= EXERCISE BRIEF =
A single number is wanted: how many lines of the records below contain the word "usize".

[Collected data entries]
•••
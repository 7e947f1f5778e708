//! Signal Module
//!
//! Lexical signal extraction from free text, plus the report types the
//! archetype scorers consume.

pub mod registry;
pub mod extractor;

pub use registry::{LexicalEntry, LexicalRegistry};
pub use extractor::{extract_signals, tokenize, LexicalHit, SignalExtractor};

use serde::{Deserialize, Serialize};
use std::collections::BTreeSet;

/// Meta signal names emitted for every report
pub const META_EXCLAMATION: &str = "exclamation_count";
pub const META_QUESTION: &str = "question_count";
pub const META_LENGTH: &str = "length_bucket";

/// How a signal was detected
#[derive(Debug, Clone, Copy, PartialEq, Eq, Hash, PartialOrd, Ord, Serialize, Deserialize)]
#[serde(rename_all = "snake_case")]
pub enum SignalKind {
    Keyword,
    Phrase,
    Pattern,
    Meta,
}

/// Semantic polarity of a signal
#[derive(Debug, Clone, Copy, PartialEq, Eq, Hash, Serialize, Deserialize, Default)]
#[serde(rename_all = "snake_case")]
pub enum Polarity {
    Positive,
    Negative,
    #[default]
    Neutral,
}

impl Polarity {
    /// Bias applied to a signal's chaos contribution
    pub fn multiplier(&self) -> f64 {
        match self {
            Polarity::Positive => 1.12,
            Polarity::Negative => 0.88,
            Polarity::Neutral => 0.95,
        }
    }
}

impl std::fmt::Display for Polarity {
    fn fmt(&self, f: &mut std::fmt::Formatter<'_>) -> std::fmt::Result {
        match self {
            Polarity::Positive => write!(f, "positive"),
            Polarity::Negative => write!(f, "negative"),
            Polarity::Neutral => write!(f, "neutral"),
        }
    }
}

/// A single extracted signal. `score` is always within [0,1].
#[derive(Debug, Clone, PartialEq, Serialize, Deserialize)]
pub struct Signal {
    #[serde(rename = "type")]
    pub kind: SignalKind,
    pub value: String,
    pub score: f64,
}

#[derive(Debug, Clone, Copy, PartialEq, Eq, Default, Serialize, Deserialize)]
pub struct SignalMeta {
    /// Length of the text in characters
    pub length: usize,
    pub exclamation_count: usize,
    pub question_count: usize,
}

/// Extraction output for one text
#[derive(Debug, Clone, PartialEq, Serialize, Deserialize)]
pub struct SignalReport {
    pub text: String,
    pub signals: Vec<Signal>,
    pub meta: SignalMeta,
}

impl SignalReport {
    /// Distinct values of every signal of `kind`
    pub fn values_of(&self, kind: SignalKind) -> BTreeSet<&str> {
        self.signals
            .iter()
            .filter(|s| s.kind == kind)
            .map(|s| s.value.as_str())
            .collect()
    }

    /// Score of the first signal with this kind and value
    pub fn score_of(&self, kind: SignalKind, value: &str) -> Option<f64> {
        self.signals
            .iter()
            .find(|s| s.kind == kind && s.value == value)
            .map(|s| s.score)
    }

    /// Meta score by name, 0.0 when absent
    pub fn meta_score(&self, name: &str) -> f64 {
        self.score_of(SignalKind::Meta, name).unwrap_or(0.0)
    }
}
•••
= RESULT OF THIS TASK =
3